■ **Work instruction**:
From the entries below, output the line with "filename wallet_service/src/infrastructure/persistence.rs" and each following line up to and including the line with "and per-wallet exclusion", exactly as written.

(Dataset entries)
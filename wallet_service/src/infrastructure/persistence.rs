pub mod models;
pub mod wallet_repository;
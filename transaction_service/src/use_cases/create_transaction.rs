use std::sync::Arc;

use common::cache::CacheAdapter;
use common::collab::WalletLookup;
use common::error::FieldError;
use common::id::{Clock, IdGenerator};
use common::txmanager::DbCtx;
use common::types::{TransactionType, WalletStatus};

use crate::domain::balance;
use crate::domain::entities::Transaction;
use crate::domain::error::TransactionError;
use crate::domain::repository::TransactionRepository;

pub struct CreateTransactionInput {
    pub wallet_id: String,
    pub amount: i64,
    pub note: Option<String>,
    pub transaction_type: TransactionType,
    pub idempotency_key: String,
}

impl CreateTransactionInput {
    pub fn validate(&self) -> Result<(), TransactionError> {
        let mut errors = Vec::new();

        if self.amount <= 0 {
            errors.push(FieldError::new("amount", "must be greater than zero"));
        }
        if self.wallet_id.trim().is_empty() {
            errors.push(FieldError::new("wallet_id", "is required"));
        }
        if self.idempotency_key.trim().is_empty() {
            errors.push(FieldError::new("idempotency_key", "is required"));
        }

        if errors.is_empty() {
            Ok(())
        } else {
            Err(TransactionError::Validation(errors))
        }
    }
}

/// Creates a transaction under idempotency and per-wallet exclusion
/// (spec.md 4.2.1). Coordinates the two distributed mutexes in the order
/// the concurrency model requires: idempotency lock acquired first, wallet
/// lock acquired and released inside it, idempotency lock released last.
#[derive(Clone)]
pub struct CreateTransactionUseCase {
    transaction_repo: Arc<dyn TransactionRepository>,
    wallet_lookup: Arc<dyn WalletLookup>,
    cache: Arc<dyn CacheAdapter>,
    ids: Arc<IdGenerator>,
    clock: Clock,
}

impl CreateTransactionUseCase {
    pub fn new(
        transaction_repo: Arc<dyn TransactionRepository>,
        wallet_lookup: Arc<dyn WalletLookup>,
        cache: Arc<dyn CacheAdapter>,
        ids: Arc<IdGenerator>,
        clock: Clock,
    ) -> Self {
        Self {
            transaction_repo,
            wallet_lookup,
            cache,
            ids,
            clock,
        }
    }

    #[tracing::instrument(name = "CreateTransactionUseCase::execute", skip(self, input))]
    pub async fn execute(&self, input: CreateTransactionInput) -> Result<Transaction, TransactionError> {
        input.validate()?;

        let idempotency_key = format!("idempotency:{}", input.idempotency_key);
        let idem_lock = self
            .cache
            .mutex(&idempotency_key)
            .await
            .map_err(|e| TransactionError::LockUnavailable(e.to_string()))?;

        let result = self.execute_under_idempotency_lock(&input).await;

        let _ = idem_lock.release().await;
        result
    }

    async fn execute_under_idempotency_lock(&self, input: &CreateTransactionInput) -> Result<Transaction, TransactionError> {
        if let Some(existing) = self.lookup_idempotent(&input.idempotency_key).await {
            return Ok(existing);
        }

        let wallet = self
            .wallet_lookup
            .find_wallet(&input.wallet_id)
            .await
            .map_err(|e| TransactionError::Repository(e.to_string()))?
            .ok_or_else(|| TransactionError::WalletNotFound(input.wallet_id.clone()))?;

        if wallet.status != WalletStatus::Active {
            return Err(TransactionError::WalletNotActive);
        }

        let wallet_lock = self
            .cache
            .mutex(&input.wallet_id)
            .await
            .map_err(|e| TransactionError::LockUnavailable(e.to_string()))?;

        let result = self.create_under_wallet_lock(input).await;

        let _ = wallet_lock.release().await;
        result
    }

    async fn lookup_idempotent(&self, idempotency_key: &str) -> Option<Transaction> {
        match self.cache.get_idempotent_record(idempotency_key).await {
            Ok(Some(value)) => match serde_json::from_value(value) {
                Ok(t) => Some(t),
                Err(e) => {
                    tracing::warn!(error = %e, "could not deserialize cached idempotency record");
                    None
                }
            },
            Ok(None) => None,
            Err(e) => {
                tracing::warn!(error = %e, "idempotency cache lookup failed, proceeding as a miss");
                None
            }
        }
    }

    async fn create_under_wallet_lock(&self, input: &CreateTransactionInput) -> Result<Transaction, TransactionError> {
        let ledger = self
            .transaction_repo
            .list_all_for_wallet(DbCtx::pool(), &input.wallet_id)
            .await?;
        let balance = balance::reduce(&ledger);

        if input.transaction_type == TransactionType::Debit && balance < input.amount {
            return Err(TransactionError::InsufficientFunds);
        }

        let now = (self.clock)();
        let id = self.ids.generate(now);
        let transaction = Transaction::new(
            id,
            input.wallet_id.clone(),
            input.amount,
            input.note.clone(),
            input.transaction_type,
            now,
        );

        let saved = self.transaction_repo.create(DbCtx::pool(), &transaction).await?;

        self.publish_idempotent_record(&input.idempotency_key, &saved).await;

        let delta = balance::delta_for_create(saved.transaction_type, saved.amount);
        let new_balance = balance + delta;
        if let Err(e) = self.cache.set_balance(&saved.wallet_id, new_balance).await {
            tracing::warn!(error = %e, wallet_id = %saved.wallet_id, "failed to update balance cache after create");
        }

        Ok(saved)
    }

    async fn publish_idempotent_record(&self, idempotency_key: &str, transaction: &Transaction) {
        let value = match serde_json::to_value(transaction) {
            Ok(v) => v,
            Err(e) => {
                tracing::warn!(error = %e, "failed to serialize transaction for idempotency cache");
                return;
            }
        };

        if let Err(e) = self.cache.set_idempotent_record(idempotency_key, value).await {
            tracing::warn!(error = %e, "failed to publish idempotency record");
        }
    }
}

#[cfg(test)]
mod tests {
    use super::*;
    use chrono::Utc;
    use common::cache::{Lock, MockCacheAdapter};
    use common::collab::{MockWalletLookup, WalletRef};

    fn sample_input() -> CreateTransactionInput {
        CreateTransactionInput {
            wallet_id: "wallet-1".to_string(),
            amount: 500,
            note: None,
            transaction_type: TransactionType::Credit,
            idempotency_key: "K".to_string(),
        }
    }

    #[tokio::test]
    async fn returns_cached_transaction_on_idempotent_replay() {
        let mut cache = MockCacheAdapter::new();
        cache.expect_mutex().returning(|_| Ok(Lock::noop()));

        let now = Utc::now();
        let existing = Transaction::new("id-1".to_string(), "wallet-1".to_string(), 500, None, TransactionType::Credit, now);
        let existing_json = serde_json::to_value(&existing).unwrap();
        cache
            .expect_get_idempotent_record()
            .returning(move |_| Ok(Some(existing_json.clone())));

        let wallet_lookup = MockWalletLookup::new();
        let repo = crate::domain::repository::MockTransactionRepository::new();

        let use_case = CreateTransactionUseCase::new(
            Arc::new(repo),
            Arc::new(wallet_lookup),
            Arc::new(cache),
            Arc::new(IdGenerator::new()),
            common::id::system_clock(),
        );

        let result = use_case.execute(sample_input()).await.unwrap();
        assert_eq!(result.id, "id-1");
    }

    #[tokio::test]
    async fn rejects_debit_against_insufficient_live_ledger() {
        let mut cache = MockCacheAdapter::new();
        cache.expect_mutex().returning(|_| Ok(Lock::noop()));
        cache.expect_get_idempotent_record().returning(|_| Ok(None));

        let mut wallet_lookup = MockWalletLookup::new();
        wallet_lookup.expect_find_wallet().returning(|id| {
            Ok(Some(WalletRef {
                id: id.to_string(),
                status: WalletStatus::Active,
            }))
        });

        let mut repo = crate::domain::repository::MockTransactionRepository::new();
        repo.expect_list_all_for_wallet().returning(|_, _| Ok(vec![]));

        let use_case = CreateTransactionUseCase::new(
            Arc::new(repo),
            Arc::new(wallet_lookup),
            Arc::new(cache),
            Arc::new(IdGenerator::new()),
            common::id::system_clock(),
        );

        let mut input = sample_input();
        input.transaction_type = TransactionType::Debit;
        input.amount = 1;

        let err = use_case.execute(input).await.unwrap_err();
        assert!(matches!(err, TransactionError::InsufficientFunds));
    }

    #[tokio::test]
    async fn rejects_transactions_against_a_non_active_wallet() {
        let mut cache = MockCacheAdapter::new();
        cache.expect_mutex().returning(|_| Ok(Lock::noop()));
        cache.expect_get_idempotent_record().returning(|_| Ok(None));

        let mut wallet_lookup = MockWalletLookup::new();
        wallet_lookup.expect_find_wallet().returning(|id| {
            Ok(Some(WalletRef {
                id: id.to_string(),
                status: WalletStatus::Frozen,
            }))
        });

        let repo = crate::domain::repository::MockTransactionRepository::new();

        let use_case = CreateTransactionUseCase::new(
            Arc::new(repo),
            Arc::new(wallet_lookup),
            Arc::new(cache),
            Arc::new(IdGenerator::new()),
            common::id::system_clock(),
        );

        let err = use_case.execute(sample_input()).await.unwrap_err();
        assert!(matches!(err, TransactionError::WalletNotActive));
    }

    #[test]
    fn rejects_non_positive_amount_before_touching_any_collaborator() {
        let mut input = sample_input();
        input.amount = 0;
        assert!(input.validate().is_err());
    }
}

--

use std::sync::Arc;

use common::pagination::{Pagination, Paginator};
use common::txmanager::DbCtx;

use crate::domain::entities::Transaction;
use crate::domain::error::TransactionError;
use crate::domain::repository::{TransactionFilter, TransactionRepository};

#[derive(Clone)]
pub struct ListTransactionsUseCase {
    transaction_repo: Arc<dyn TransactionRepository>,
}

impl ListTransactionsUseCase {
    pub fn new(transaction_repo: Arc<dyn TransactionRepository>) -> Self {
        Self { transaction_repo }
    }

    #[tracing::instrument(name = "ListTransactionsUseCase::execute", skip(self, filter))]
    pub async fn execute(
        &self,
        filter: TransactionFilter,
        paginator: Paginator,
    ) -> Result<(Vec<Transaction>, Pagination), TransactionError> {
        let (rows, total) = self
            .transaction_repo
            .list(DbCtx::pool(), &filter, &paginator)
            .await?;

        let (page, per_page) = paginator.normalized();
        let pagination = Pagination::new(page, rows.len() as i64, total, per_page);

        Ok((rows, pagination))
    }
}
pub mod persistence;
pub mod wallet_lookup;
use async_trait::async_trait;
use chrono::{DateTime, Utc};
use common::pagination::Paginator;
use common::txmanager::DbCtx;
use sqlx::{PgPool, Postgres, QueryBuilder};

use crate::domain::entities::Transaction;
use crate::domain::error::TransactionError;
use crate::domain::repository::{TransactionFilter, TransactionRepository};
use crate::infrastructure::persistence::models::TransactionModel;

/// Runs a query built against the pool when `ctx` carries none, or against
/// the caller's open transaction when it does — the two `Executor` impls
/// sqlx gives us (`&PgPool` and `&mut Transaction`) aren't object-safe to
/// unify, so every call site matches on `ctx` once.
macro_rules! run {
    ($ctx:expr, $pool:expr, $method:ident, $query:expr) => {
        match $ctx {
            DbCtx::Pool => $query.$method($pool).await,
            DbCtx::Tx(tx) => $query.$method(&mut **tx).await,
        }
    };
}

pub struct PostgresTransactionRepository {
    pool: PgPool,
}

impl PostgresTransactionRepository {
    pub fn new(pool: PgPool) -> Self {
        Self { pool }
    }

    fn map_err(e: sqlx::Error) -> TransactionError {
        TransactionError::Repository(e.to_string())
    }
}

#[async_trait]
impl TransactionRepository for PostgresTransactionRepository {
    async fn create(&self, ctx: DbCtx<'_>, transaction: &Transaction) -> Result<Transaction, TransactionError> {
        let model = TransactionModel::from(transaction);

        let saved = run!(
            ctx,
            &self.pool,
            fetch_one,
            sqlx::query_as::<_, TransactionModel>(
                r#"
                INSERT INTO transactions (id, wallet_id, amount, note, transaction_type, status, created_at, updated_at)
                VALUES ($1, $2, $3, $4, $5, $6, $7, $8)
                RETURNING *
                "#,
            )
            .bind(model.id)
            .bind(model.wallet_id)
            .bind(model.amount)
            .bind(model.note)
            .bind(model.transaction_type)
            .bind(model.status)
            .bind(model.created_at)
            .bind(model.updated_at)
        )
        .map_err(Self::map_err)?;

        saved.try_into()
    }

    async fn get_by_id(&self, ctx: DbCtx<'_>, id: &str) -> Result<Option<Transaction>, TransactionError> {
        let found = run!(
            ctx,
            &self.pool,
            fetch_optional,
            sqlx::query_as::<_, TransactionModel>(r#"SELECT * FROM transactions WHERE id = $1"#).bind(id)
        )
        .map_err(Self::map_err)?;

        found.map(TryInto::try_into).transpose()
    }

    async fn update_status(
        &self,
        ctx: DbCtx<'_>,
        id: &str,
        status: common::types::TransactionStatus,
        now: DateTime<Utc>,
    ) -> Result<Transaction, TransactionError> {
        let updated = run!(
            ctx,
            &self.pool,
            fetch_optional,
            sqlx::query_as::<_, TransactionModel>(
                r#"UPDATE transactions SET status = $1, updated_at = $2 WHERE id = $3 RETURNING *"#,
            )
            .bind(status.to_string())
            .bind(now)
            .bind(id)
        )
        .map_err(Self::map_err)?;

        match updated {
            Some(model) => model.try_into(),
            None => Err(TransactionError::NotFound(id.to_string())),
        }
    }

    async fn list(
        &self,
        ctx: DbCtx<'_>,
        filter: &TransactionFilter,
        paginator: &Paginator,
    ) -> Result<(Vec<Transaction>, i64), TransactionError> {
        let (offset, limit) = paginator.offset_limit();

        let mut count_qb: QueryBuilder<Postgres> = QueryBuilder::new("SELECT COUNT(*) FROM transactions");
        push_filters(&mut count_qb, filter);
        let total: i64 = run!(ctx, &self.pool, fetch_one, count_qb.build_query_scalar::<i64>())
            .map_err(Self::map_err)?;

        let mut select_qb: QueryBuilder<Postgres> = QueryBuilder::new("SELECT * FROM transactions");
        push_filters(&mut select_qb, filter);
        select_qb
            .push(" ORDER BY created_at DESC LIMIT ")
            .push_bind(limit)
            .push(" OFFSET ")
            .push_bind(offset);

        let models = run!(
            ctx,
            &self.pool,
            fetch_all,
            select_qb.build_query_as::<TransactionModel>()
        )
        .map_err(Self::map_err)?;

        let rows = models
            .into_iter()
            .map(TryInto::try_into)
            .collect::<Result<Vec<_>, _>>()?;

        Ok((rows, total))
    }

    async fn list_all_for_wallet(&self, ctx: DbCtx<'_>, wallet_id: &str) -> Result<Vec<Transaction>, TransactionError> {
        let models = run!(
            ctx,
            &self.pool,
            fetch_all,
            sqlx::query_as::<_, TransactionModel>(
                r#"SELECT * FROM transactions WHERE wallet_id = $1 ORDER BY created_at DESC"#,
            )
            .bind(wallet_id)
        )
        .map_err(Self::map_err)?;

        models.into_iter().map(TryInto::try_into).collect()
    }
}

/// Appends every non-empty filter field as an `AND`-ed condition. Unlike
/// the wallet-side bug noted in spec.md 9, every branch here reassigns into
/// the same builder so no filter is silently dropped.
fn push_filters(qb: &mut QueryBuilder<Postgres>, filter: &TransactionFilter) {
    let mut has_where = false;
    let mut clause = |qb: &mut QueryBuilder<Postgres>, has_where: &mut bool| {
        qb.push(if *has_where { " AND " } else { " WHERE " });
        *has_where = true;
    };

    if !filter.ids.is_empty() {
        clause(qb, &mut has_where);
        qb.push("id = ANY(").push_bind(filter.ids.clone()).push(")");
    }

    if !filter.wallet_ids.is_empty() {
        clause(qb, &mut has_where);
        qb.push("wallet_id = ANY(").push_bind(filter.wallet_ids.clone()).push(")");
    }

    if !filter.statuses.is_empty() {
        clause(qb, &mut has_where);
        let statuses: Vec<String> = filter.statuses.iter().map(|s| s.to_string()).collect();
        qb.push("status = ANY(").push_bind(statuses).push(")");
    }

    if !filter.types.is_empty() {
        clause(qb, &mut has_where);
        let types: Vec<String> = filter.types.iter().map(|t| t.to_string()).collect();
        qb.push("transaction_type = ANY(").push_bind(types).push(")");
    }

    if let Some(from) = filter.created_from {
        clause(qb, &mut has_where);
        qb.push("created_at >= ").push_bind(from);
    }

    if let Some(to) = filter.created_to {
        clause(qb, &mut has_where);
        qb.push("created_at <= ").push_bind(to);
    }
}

==

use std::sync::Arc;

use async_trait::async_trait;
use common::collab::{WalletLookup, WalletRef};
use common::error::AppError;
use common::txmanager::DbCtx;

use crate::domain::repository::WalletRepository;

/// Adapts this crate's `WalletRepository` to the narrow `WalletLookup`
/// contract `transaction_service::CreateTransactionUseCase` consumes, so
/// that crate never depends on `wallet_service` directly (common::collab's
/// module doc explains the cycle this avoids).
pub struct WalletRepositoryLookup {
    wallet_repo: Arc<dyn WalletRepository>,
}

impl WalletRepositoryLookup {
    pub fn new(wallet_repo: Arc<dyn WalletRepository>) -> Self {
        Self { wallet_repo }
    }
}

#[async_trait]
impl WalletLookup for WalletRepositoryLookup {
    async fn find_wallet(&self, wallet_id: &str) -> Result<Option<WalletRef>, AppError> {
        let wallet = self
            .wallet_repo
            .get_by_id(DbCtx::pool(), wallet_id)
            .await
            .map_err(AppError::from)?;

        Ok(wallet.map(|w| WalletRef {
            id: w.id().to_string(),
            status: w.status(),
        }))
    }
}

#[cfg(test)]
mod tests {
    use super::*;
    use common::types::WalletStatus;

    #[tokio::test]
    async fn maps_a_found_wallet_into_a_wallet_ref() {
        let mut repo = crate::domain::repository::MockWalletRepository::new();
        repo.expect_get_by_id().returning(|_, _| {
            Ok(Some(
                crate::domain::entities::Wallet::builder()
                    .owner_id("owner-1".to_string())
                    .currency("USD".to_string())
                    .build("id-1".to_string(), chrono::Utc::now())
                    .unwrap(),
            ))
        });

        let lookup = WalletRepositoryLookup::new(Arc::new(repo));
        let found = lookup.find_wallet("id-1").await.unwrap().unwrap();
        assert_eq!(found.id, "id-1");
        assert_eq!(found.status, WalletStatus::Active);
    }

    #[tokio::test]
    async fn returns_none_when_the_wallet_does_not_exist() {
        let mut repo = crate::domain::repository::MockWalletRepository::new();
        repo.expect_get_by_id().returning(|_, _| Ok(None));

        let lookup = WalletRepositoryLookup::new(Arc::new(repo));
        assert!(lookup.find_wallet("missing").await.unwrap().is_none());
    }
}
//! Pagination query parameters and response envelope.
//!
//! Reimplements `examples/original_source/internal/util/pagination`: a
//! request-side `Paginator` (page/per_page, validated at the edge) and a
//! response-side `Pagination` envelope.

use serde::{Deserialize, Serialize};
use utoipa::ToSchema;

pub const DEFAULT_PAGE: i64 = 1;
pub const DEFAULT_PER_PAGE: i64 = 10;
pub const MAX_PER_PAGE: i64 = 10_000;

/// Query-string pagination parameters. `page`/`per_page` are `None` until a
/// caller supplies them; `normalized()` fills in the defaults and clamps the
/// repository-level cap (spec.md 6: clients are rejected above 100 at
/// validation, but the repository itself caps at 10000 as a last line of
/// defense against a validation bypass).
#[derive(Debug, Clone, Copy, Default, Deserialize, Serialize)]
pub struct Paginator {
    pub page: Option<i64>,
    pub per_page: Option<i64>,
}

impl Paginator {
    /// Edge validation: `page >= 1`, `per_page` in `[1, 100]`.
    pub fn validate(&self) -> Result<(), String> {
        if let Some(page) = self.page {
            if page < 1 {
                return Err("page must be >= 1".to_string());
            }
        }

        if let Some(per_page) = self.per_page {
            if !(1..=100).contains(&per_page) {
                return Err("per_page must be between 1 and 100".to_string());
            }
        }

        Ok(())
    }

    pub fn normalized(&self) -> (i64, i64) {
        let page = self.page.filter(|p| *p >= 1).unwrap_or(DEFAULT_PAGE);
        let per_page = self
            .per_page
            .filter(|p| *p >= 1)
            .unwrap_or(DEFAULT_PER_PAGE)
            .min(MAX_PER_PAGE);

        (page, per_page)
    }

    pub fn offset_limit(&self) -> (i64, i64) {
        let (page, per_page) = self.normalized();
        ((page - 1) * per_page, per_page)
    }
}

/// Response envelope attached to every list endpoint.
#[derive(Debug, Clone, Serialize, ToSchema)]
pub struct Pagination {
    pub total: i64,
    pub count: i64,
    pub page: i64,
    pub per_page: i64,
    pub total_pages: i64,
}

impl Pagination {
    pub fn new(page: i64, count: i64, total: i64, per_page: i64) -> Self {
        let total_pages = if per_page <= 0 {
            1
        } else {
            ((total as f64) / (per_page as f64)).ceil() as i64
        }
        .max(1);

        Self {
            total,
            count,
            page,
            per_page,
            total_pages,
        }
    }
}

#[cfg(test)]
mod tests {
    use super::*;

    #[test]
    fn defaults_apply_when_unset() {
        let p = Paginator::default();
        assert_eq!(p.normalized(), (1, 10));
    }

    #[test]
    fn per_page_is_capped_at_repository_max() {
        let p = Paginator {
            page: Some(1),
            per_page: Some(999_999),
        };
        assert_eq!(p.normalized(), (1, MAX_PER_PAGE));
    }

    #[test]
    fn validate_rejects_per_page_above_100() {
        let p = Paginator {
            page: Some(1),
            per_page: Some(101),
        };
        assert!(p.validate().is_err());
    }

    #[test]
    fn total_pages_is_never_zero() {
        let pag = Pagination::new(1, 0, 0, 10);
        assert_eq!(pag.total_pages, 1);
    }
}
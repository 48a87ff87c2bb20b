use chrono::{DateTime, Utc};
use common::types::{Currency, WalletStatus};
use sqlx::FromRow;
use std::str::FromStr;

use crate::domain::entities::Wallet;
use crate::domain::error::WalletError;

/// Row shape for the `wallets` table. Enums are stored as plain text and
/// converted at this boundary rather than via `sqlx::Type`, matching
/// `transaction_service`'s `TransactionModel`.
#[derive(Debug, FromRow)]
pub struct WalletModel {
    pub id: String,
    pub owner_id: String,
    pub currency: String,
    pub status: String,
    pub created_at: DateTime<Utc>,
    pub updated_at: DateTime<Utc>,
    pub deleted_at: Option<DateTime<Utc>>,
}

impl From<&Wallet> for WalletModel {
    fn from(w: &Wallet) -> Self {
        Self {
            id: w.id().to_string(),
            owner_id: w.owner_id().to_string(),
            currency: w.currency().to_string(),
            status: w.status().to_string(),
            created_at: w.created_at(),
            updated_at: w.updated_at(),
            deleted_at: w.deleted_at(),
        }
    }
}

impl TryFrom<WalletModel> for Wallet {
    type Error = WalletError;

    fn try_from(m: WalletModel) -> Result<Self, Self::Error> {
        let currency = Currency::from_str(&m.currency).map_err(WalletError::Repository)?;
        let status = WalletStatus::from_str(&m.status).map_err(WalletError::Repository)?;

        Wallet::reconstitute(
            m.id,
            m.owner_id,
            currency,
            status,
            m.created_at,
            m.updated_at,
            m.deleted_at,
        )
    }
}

■ **Response area**:
filename wallet_service/src/infrastructure/persistence.rs
pub mod models;
pub mod wallet_repository;
filename transaction_service/src/use_cases/create_transaction.rs
use std::sync::Arc;

use common::cache::CacheAdapter;
use common::collab::WalletLookup;
use common::error::FieldError;
use common::id::{Clock, IdGenerator};
use common::txmanager::DbCtx;
use common::types::{TransactionType, WalletStatus};

use crate::domain::balance;
use crate::domain::entities::Transaction;
use crate::domain::error::TransactionError;
use crate::domain::repository::TransactionRepository;

pub struct CreateTransactionInput {
    pub wallet_id: String,
    pub amount: i64,
    pub note: Option<String>,
    pub transaction_type: TransactionType,
    pub idempotency_key: String,
}

impl CreateTransactionInput {
    pub fn validate(&self) -> Result<(), TransactionError> {
        let mut errors = Vec::new();

        if self.amount <= 0 {
            errors.push(FieldError::new("amount", "must be greater than zero"));
        }
        if self.wallet_id.trim().is_empty() {
            errors.push(FieldError::new("wallet_id", "is required"));
        }
        if self.idempotency_key.trim().is_empty() {
            errors.push(FieldError::new("idempotency_key", "is required"));
        }

        if errors.is_empty() {
            Ok(())
        } else {
            Err(TransactionError::Validation(errors))
        }
    }
}

/// Creates a transaction under idempotency and per-wallet exclusion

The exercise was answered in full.